Ноги мальчика, наконец, коснулись дна, и он медленно, спотыкаясь, побрел к берегу.
– Ты весь дрожишь, парень! Что, сорвался? – спросил Беверли, помогая внуку забраться в двуколку.
Запинаясь и едва дыша от усталости, Джон рассказал, что с ним случилось. Старик выслушал, не перебивая.
– Похоже, ты в рубашке родился, – сказал он, когда мальчик закончил. – Тут и любой взрослый не справился бы. Так говоришь, ты почувствовал дно еще на глубине? Когда-то мой отец рассказывал об этой отмели на середине Лепе, но никто не пытался это проверить.
Он взглянул на мальчика – Джон трясся, как в лихорадке.
– Заболтался я совсем! Тебе же надо вернуться домой в сухой одежде. Давай-ка, Ручеек!
Старик немного сердился, и Джон торопливо проговорил:
– Дедушка, ты ведь не скажешь маме, правда? Пожалуйста!
– Как же не сказать? Она и сама увидит. Ты промок до костей.
– Я высохну… на солнце.
– Высохнешь, только не на этой неделе. Погоди-ка… Ты не хочешь, чтобы мама узнала о твоих подвигах? Боишься, заругает?
– Да.
Их глаза встретились.
– Ну хорошо, парень, – сказал дед. – Есть один выход. Поедем-ка мы с тобой на ферму Хилленов. Должен же ты где-нибудь высушиться. Идет?
– Да, – ответил Джон. – Я согласен. Спасибо, дедушка.

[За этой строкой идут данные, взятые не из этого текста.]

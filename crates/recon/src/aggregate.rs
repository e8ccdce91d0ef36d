use std::collections::BTreeMap;

use crate::config::{FlagSource, MatchConfig};
use crate::model::{
    BandCount, DiscrepancyCounts, ResolvedRow, SanctionReason, StateTally, Summary, Totals,
};

/// Label used in `raw_flags` for empty or absent flag text.
pub const BLANK_FLAG: &str = "(blank)";

/// Right-inclusive partition of 0–100 for reporting.
///
/// Built from ascending upper bounds; the lowest band starts at 0.
#[derive(Debug, Clone, PartialEq, Eq)]
pub struct ScoreBands {
    bounds: Vec<u8>,
    labels: Vec<String>,
}

impl ScoreBands {
    /// `bounds` must be strictly increasing and end at 100 (checked by config validation).
    pub fn new(bounds: &[u8]) -> Self {
        let mut labels = Vec::with_capacity(bounds.len());
        let mut lower = 0u16;
        for &upper in bounds {
            labels.push(format!("{lower}–{upper}"));
            lower = upper as u16 + 1;
        }
        Self {
            bounds: bounds.to_vec(),
            labels,
        }
    }

    pub fn labels(&self) -> &[String] {
        &self.labels
    }

    pub fn band_for(&self, score: u8) -> &str {
        let idx = self
            .bounds
            .iter()
            .position(|&upper| score <= upper)
            .unwrap_or(self.bounds.len().saturating_sub(1));
        self.labels.get(idx).map(String::as_str).unwrap_or("")
    }
}

/// Build the run summary from resolved rows. Order-independent: only counts
/// are accumulated.
pub fn summarize(rows: &[ResolvedRow], config: &MatchConfig, bands: &ScoreBands) -> Summary {
    let mut band_counts: Vec<(String, BTreeMap<&str, usize>)> = config
        .targets
        .iter()
        .map(|t| {
            let zeroed = bands.labels().iter().map(|l| (l.as_str(), 0)).collect();
            (t.name.clone(), zeroed)
        })
        .collect();

    let mut matched: BTreeMap<String, usize> =
        config.targets.iter().map(|t| (t.name.clone(), 0)).collect();
    let mut states: BTreeMap<String, StateTally> = BTreeMap::new();
    let mut totals = Totals::default();
    let mut reasons: BTreeMap<SanctionReason, usize> =
        SanctionReason::ALL.iter().map(|r| (*r, 0)).collect();
    let mut discrepancies = DiscrepancyCounts::default();
    let mut raw_flags: BTreeMap<String, usize> = BTreeMap::new();
    let count_flags = config.flag_source() != FlagSource::None;

    for row in rows {
        for (target, counts) in band_counts.iter_mut() {
            let score = row.target_match(target).map(|m| m.score).unwrap_or(0);
            *counts.entry(bands.band_for(score)).or_insert(0) += 1;
            if score > config.threshold {
                *matched.entry(target.clone()).or_insert(0) += 1;
            }
        }

        let inferred = row.verdict.inferred;
        let tally = states.entry(row.record.state_code.to_string()).or_default();
        tally.total += 1;
        totals.rows += 1;
        if inferred {
            tally.sanctioned += 1;
            totals.sanctioned += 1;
        } else {
            tally.not_sanctioned += 1;
            totals.not_sanctioned += 1;
        }

        *reasons.entry(row.verdict.reason).or_insert(0) += 1;
        if row.verdict.discrepancy {
            discrepancies.disagree += 1;
        } else {
            discrepancies.agree += 1;
        }

        if count_flags {
            let text = row
                .flag_raw
                .as_deref()
                .map(str::trim)
                .filter(|t| !t.is_empty())
                .unwrap_or(BLANK_FLAG);
            *raw_flags.entry(text.to_string()).or_insert(0) += 1;
        }
    }

    let band_table: Vec<(String, Vec<BandCount>)> = band_counts
        .into_iter()
        .map(|(target, counts)| {
            let ordered = bands
                .labels()
                .iter()
                .map(|label| BandCount {
                    label: label.clone(),
                    count: counts.get(label.as_str()).copied().unwrap_or(0),
                })
                .collect();
            (target, ordered)
        })
        .collect();

    Summary {
        bands: band_table,
        matched,
        top_states: top_states(&states, config.top_states),
        states,
        totals,
        reasons,
        discrepancies,
        raw_flags,
    }
}

/// The `n` states with the most rows. Ties go to the lower state code.
pub fn top_states(states: &BTreeMap<String, StateTally>, n: usize) -> Vec<(String, StateTally)> {
    let mut ranked: Vec<(String, StateTally)> =
        states.iter().map(|(code, tally)| (code.clone(), *tally)).collect();
    // BTreeMap iteration is already code-ascending; a stable sort keeps that for ties
    ranked.sort_by(|a, b| b.1.total.cmp(&a.1.total));
    ranked.truncate(n);
    ranked
}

Колеса повозки скрипели по каменистой дороге.
– Ты ведь хочешь стать инженером? – первым нарушил молчание старик.
– Да, дедушка, – сказал Джон, с трудом отрывая зачарованный взгляд от могучего течения реки.

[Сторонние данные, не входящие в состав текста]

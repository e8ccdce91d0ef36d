//! CLI Exit Code Registry
//!
//! This is the single source of truth for all CLI exit codes.
//! Exit codes are part of the shell contract: scripts rely on them.
//!
//! # Exit Code Ranges
//!
//! | Code | Domain    | Description                                          |
//! |------|-----------|------------------------------------------------------|
//! | 0    | Universal | Success                                              |
//! | 1    | Universal | General error (unspecified)                          |
//! | 2    | Universal | CLI usage error (bad args, unreadable config file)   |
//! | 60   | run       | Config parse or validation failed                    |
//! | 61   | run       | An input table could not be loaded                   |
//! | 62   | run       | An output artifact could not be written              |
//! | 63   | run       | Run completed but rows need attention (`--strict`)   |
//!
//! # Adding New Exit Codes
//!
//! 1. Add the constant in the appropriate range
//! 2. Document what triggers it
//! 3. Update the table above
//! 4. Wire it into the relevant command's error handling

use racematch_io::IoError;
use racematch_recon::ReconError;

// =============================================================================
// Universal (0-2)
// =============================================================================

/// Success - command completed without errors.
pub const EXIT_SUCCESS: u8 = 0;

/// General error - unspecified failure.
/// Avoid using this; prefer a specific error code.
pub const EXIT_ERROR: u8 = 1;

/// Usage error - bad arguments, config file missing or unreadable.
pub const EXIT_USAGE: u8 = 2;

// =============================================================================
// Run (60-69)
// =============================================================================

/// Config failed to parse or validate, or names an unknown target.
pub const EXIT_RUN_INVALID_CONFIG: u8 = 60;

/// An input file could not be opened or read, or lacks a required column.
pub const EXIT_RUN_INPUT: u8 = 61;

/// Writing the xlsx/csv/json artifact failed. No partial file is left behind.
pub const EXIT_RUN_OUTPUT: u8 = 62;

/// `--strict` only: the run finished and its artifacts were written, but some
/// rows were excluded for an unmapped state.
pub const EXIT_RUN_ATTENTION: u8 = 63;

// =============================================================================
// Error mapping
// =============================================================================

/// Map an engine error to its exit code.
pub fn recon_exit_code(err: &ReconError) -> u8 {
    match err {
        ReconError::ConfigParse(_)
        | ReconError::ConfigValidation(_)
        | ReconError::UnknownTarget(_) => EXIT_RUN_INVALID_CONFIG,
        ReconError::MissingColumn { .. } => EXIT_RUN_INPUT,
        ReconError::Serialize(_) => EXIT_RUN_OUTPUT,
    }
}

/// Map an I/O error to its exit code.
pub fn io_exit_code(err: &IoError) -> u8 {
    if err.is_input() {
        EXIT_RUN_INPUT
    } else {
        EXIT_RUN_OUTPUT
    }
}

– А фермером, значит, не хочешь?
– Не особенно, – осторожно произнес Джон.
– Думаю, не хочешь, – спокойно сказал старик.
Он хотел что-то добавить, но передумал. Только почти у самой фермы Беверли наконец снова заговорил:
– Я рад. Больше всего на свете я люблю эту землю. Но есть одна вещь, которой она не стоит. Самая прекрасная земля в мире может стать бесплодной, когда в ней посеяна вражда между братьями.
Он остановил пони и крикнул Джесса Хиллена.
1
Четверть века спустя братья стояли на берегу Лепе. Дэвид поднял трость и показал на склон холма:
– Вон они!
Проследив за взглядом брата, Джон засмеялся.
– Дэви, как обычно, задает темп, но бьюсь об заклад, что выносливость Мэри победит, и она будет Первой-На-Вершине.
– Не забывай, что она года на два старше.
– Ты – плохой дядя – слишком явно благоволишь к племяннику.
Оба усмехнулись.
– Мэри – славная девчушка, – сказал Дэвид, но Дэви… просто, Дэви есть Дэви.